No, not a skin tag. Those are just gross, aren't they? I don't mean to offend anyone out there with skin tags. I'm sure I'll have one soon enough.
I've been "tagged." I don't remember by who (or whom...I can never remember which it is) or by how many people (or peeps...I can never remember which it is...)...but I know I've been tagged and I must answer the call. You're supposed to tell who tagged you, but I don't tag and tell. Plus I don't remember. It could've been anyone. It'd be impossible to know.
So, I'm supposed to tell 7 quirks about myself. It's going to be tough to do this for a number of reasons. None of which I'm going to share at this time. I already have to share 7 quirks, I shouldn't have to tell why it will be hard, too.
#1- I loathe chit chat. I do. I think you should just get to the point. I really don't like running into people and standing around talking about absolutely nothing. I know, I know...this makes me unfriendly or something...but can you imagine all of the time I could save by not participating in chit chat? Running into neighbors/acquaintances at the store, chit chatting when on the phone before the caller gets to their point, talking to the cashier while they ring me up even slower because they can't focus on two things at once... I would have like an extra half an hour a day to watch more TV! Imagine all of the TV I could be enjoying. Instead, it's wasted on human interaction.
#2- I am convinced that all of my fears, phobias, inhibitions, etc are caused by traumas in a previous life. But I don't actually believe in past lives. I want to though. I love the idea of it. It's a great concept. That we keep progressing in each life, some innate qualities or fears we need to overcome. I also want to believe in destiny and fate. I don't. But I'd like to.
#3- If the clock says 2:11 I say "Happy Birthday" to myself! If the clock says 9:11 I have a moment of remembering 9/11 and always wonder if the people who lost someone in the 9/11 attacks think about that every time the clock turns 9:11. And how sad that would be.
#4- I'm always afraid people will think I am better than I am. Smarter, better, funnier. I feel like I should come with a disclosure... like a review mirror. ***Objects in front of you may not seem as smart or as funny or as put together as they appear***
#5- I wait for new music Tuesday every week with so much hope in my heart! Every week I count down to Tuesday...wishing and hoping that wonderful, new music will come out! And most weeks it's a bust. I get so disappointed. But I still go online every Tuesday...hopeful that this is the week for me and my iPod!
#6- I think it's so rude to pay more attention to your phone via text or other phone calls when out with people. But...I still do it. It's like saying, "Hey, I know we're together in person but this lazy arse on the other end of my phone who can only text me is more important..." But I do it, I do.

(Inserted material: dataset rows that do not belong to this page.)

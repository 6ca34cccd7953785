//! Connection memory entity models.

use knect_core::types::{DbId, Timestamp};
use serde::Serialize;
use sqlx::FromRow;

/// A row from the `connection_memories` table.
///
/// Created `pending` at scan time and resolved to `connected` exactly
/// once, when the counterpart identity is known. Invitation-path rows
/// carry the `invitation_id` correlation token and are resolved by exact
/// match on it.
#[derive(Debug, Clone, FromRow, Serialize)]
pub struct ConnectionMemory {
    pub id: DbId,
    pub from_user_id: DbId,
    pub to_user_id: Option<DbId>,
    pub invitation_id: Option<String>,
    pub first_meeting_data: serde_json::Value,
    pub connection_status: String,
    pub email_invitation_sent: bool,
    pub registration_completed_at: Option<Timestamp>,
    pub created_at: Timestamp,
    pub updated_at: Timestamp,
}

/// Insert payload for a connection memory.
#[derive(Debug, Clone)]
pub struct NewConnectionMemory {
    pub from_user_id: DbId,
    pub to_user_id: Option<DbId>,
    pub invitation_id: Option<String>,
    pub first_meeting_data: serde_json::Value,
    pub email_invitation_sent: bool,
}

#7- I clean up after myself in a restaurant and wipe the table down for the wait staff. When I go to the doctor, I am the one that removes the paper off the table and replaces it for the next patient. I don't know why. I don't want people to think I'm rude or a mess...I suppose.
Hopefully you've learned something new about me!
So, now I am supposed to tag 7 people. I don't think I know 7 people. Or at least not 7 people who haven't already been tagged. I think I will tag Brandon, Bryan, Rinnie, Ali, Jack Bauer, Shawna and Amy.